When it comes to education, learning in a classroom usually pales in comparison to learning on the job. Luckily, hospitality students at the College of DuPage in west suburban Chicago will have the rare opportunity to do both, as the community college recently opened a new 60,000-square-foot Culinary and Hospitality Center that combines academic learning with hands-on training for students in the school's restaurant and hospitality management programs.


Located on the school's Glen Ellyn, Ill., campus, the Culinary and Hospitality Center includes a six-room boutique hotel, a fine-dining restaurant and a casual dining room — all run entirely or in part by students, who will have the opportunity to serve real guests — as well as a large conference space for meetings and events, which may come in handy for students in the school's Travel, Tourism and Event Planning program.

"With this new center, we follow yet another idea, one which will provide the physical facilities to match the imagination and heart of these programs," Kathy Wessel, chairman of the College of DuPage Board of Trustees, said in May 2010, when construction began on the facility. "It will offer unparalleled opportunities for hands-on learning."

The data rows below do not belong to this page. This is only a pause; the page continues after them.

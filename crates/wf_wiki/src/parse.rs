use lazy_static::lazy_static;
use regex::Regex;
use serde::Deserialize;
use sha2::{Digest, Sha256};
use std::collections::HashMap;
use url::Url;
use wf_core::{Article, ArticleSource, Category};

pub const MIN_HOOK_CHARS: usize = 50;
pub const MAX_HOOK_CHARS: usize = 280;
/// Texts longer than this skip the boring-pattern check
const LONG_TEXT_CHARS: usize = 500;
const MAX_SENTENCES: usize = 2;
const MAX_TAGS: usize = 3;
const MAX_WIKI_CATEGORIES: usize = 3;
const MIN_EVENT_CHARS: usize = 30;
pub const MAX_EVENTS: usize = 10;

lazy_static! {
    static ref SENTENCE: Regex = Regex::new(r"[^.!?]+[.!?]+").unwrap();
    static ref NON_WORD: Regex = Regex::new(r"[^\w\s]").unwrap();
    static ref LABEL_SEPARATOR: Regex = Regex::new(r"\s*(?:[,;]|\band\b|\bve\b)\s*").unwrap();

    // First match wins, in this order
    static ref CATEGORY_PATTERNS: Vec<(Category, Regex)> = vec![
        (
            Category::Science,
            Regex::new(r"fizik|kimya|biyoloji|bilim|atom|molekül|enerji|uzay|gezegen|yıldız|science|physics|chemistry|biology|planet|star|quantum").unwrap(),
        ),
        (
            Category::History,
            Regex::new(r"savaş|tarih|imparator|kral|antik|osmanlı|war|history|emperor|king|ancient|battle|dynasty|empire").unwrap(),
        ),
        (
            Category::Nature,
            Regex::new(r"hayvan|bitki|deniz|orman|kuş|balık|tür|species|animal|plant|forest|ocean|bird|fish|mammal").unwrap(),
        ),
        (
            Category::Technology,
            Regex::new(r"bilgisayar|yazılım|internet|teknoloji|mühendis|computer|software|technology|digital|engineer|algorithm").unwrap(),
        ),
        (
            Category::Culture,
            Regex::new(r"sanat|müzik|film|yazar|edebiyat|roman|şarkı|art|music|author|literature|novel|song|album").unwrap(),
        ),
        (
            Category::People,
            Regex::new(r"futbolcu|oyuncu|aktör|şarkıcı|footballer|actor|singer|scientist|politician|athlete").unwrap(),
        ),
    ];

    static ref BORING_PATTERNS: HashMap<&'static str, Vec<Regex>> = {
        let mut patterns = HashMap::new();
        patterns.insert("en", compile_all(&[
            r"(?i)is a village",
            r"(?i)is a town",
            r"(?i)is a municipality",
            r"(?i)is a commune",
            r"(?i)census-designated place",
            r"(?i)unincorporated community",
            r"(?i)administrative unit",
        ]));
        patterns.insert("tr", compile_all(&[
            r"(?i)ilçesine bağlı",
            r"(?i)bir mahalledir",
            r"(?i)bir köydür",
            r"(?i)bir belediyedir",
            r"(?i)nüfusu \d+ kişidir",
            r"(?i)\d+ yılında kurulmuştur",
            r"(?i)bir yerleşim yeridir",
            r"(?i)idari birim",
        ]));
        patterns
    };
}

fn compile_all(patterns: &[&str]) -> Vec<Regex> {
    patterns.iter().map(|p| Regex::new(p).unwrap()).collect()
}

// =========================================================================
// REST payloads
// =========================================================================

/// `page/summary` payload, trimmed to the fields we read.
#[derive(Debug, Clone, Default, Deserialize)]
pub struct PageSummary {
    #[serde(default)]
    pub title: String,
    pub pageid: Option<u64>,
    #[serde(rename = "type")]
    pub kind: Option<String>,
    pub extract: Option<String>,
    pub description: Option<String>,
    pub thumbnail: Option<Thumbnail>,
    pub content_urls: Option<ContentUrls>,
}

#[derive(Debug, Clone, Deserialize)]
pub struct Thumbnail {
    pub source: String,
}

#[derive(Debug, Clone, Deserialize)]
pub struct ContentUrls {
    pub desktop: Option<PageUrls>,
}

#[derive(Debug, Clone, Deserialize)]
pub struct PageUrls {
    pub page: Option<String>,
}

impl PageSummary {
    fn page_url(&self, lang: &str) -> String {
        self.content_urls
            .as_ref()
            .and_then(|urls| urls.desktop.as_ref())
            .and_then(|desktop| desktop.page.clone())
            .unwrap_or_else(|| article_url(lang, &self.title))
    }

    fn thumbnail_url(&self) -> Option<String> {
        self.thumbnail.as_ref().map(|t| t.source.clone())
    }
}

#[derive(Debug, Clone, Default, Deserialize)]
pub struct OnThisDayFeed {
    #[serde(default)]
    pub events: Vec<OnThisDayEvent>,
}

#[derive(Debug, Clone, Deserialize)]
pub struct OnThisDayEvent {
    #[serde(default)]
    pub text: String,
    #[serde(default)]
    pub year: i64,
    #[serde(default)]
    pub pages: Vec<PageSummary>,
}

// =========================================================================
// Normalization
// =========================================================================

/// Desktop URL of a page, used when the payload carries none.
pub fn article_url(lang: &str, title: &str) -> String {
    let base = format!("https://{}.wikipedia.org/wiki/", lang);
    let page = title.replace(' ', "_");
    match Url::parse(&base) {
        Ok(mut url) => {
            if let Ok(mut segments) = url.path_segments_mut() {
                segments.pop_if_empty().push(&page);
            }
            url.to_string()
        }
        Err(_) => format!("{}{}", base, page),
    }
}

/// First 12 hex chars of the SHA-256 of `text`
pub fn short_hash(text: &str) -> String {
    let mut hasher = Sha256::new();
    hasher.update(text.as_bytes());
    let digest = format!("{:x}", hasher.finalize());
    digest[..12].to_string()
}

pub fn truncate(text: &str, max_chars: usize) -> String {
    if text.chars().count() <= max_chars {
        return text.to_string();
    }
    let kept: String = text.chars().take(max_chars.saturating_sub(3)).collect();
    format!("{}...", kept.trim_end())
}

/// The display snippet: first two sentences, at least 50 chars, at most 280.
pub fn make_hook(extract: &str) -> Option<String> {
    let extract = extract.trim();
    if extract.is_empty() {
        return None;
    }

    let sentences: Vec<&str> = SENTENCE
        .find_iter(extract)
        .map(|m| m.as_str().trim())
        .take(MAX_SENTENCES)
        .collect();
    let hook = if sentences.is_empty() {
        extract.to_string()
    } else {
        sentences.join(" ")
    };

    if hook.chars().count() < MIN_HOOK_CHARS {
        return None;
    }
    Some(truncate(&hook, MAX_HOOK_CHARS))
}

pub fn detect_category(title: &str, description: &str) -> Category {
    let text = format!("{} {}", title, description).to_lowercase();
    CATEGORY_PATTERNS
        .iter()
        .find(|(_, pattern)| pattern.is_match(&text))
        .map(|(category, _)| *category)
        .unwrap_or_default()
}

/// Up to three words longer than four characters from title and description
pub fn extract_tags(title: &str, description: &str) -> Vec<String> {
    let text = format!("{} {}", title, description).to_lowercase();
    NON_WORD
        .replace_all(&text, "")
        .split_whitespace()
        .filter(|word| word.chars().count() > 4)
        .take(MAX_TAGS)
        .map(str::to_string)
        .collect()
}

/// Classifier labels from a short description such as
/// "English mathematician and writer".
pub fn wiki_categories(description: &str) -> Vec<String> {
    LABEL_SEPARATOR
        .split(&description.to_lowercase())
        .map(str::trim)
        .filter(|label| !label.is_empty())
        .take(MAX_WIKI_CATEGORIES)
        .map(str::to_string)
        .collect()
}

/// Rejects stub geography articles. Languages without patterns use English.
pub fn is_interesting(text: &str, lang: &str) -> bool {
    let length = text.chars().count();
    if length < MIN_HOOK_CHARS {
        return false;
    }
    if length > LONG_TEXT_CHARS {
        return true;
    }
    let patterns = BORING_PATTERNS
        .get(lang)
        .or_else(|| BORING_PATTERNS.get("en"));
    match patterns {
        Some(patterns) => !patterns.iter().any(|p| p.is_match(text)),
        None => true,
    }
}

pub fn parse_summary(summary: &PageSummary, lang: &str) -> Option<Article> {
    if summary.kind.as_deref() == Some("disambiguation") {
        return None;
    }
    let hook = make_hook(summary.extract.as_deref()?)?;
    let description = summary.description.as_deref().unwrap_or("");

    let id = match summary.pageid {
        Some(pageid) => format!("wiki-{}-{}", lang, pageid),
        None => format!("wiki-{}-{}", lang, short_hash(&summary.title)),
    };

    Some(Article {
        id,
        hook,
        category: detect_category(&summary.title, description),
        tags: extract_tags(&summary.title, description),
        wiki_categories: wiki_categories(description),
        thumbnail: summary.thumbnail_url(),
        source: ArticleSource {
            title: summary.title.clone(),
            url: summary.page_url(lang),
            lang: lang.to_string(),
        },
        is_related: false,
    })
}

fn event_article(event: &OnThisDayEvent, lang: &str) -> Option<Article> {
    let text = event.text.trim();
    if text.chars().count() <= MIN_EVENT_CHARS {
        return None;
    }

    let (source, thumbnail) = match event.pages.first() {
        Some(page) => (
            ArticleSource {
                title: page.title.clone(),
                url: page.page_url(lang),
                lang: lang.to_string(),
            },
            page.thumbnail_url(),
        ),
        None => {
            let year = event.year.to_string();
            (
                ArticleSource {
                    url: article_url(lang, &year),
                    title: year,
                    lang: lang.to_string(),
                },
                None,
            )
        }
    };

    Some(Article {
        id: format!("otd-{}-{}-{}", lang, event.year, short_hash(text)),
        hook: truncate(&format!("{}: {}", event.year, text), MAX_HOOK_CHARS),
        category: Category::History,
        tags: vec!["history".to_string(), "today".to_string()],
        wiki_categories: vec![],
        thumbnail,
        source,
        is_related: false,
    })
}

pub fn parse_on_this_day(feed: &OnThisDayFeed, lang: &str) -> Vec<Article> {
    feed.events
        .iter()
        .filter_map(|event| event_article(event, lang))
        .take(MAX_EVENTS)
        .collect()
}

The Culinary and Hospitality Center opened for the fall term in August and intends to become the first LEED-certified facility of its kind in the country. Its 150-seat fine-dining restaurant, Waterleaf, is run by non-student staff and chefs, but offers internship opportunities to students. Its casual dining room, on the other hand, called The Wheat Cafe, is entirely student-run. The hotel, The Inn at Water's Edge, will offer student internships but is run full-time by Jamie Fredericks, a College of DuPage graduate who previously spent 11 years as an employee and manager at a Marriott hotel in nearby St. Charles, Ill.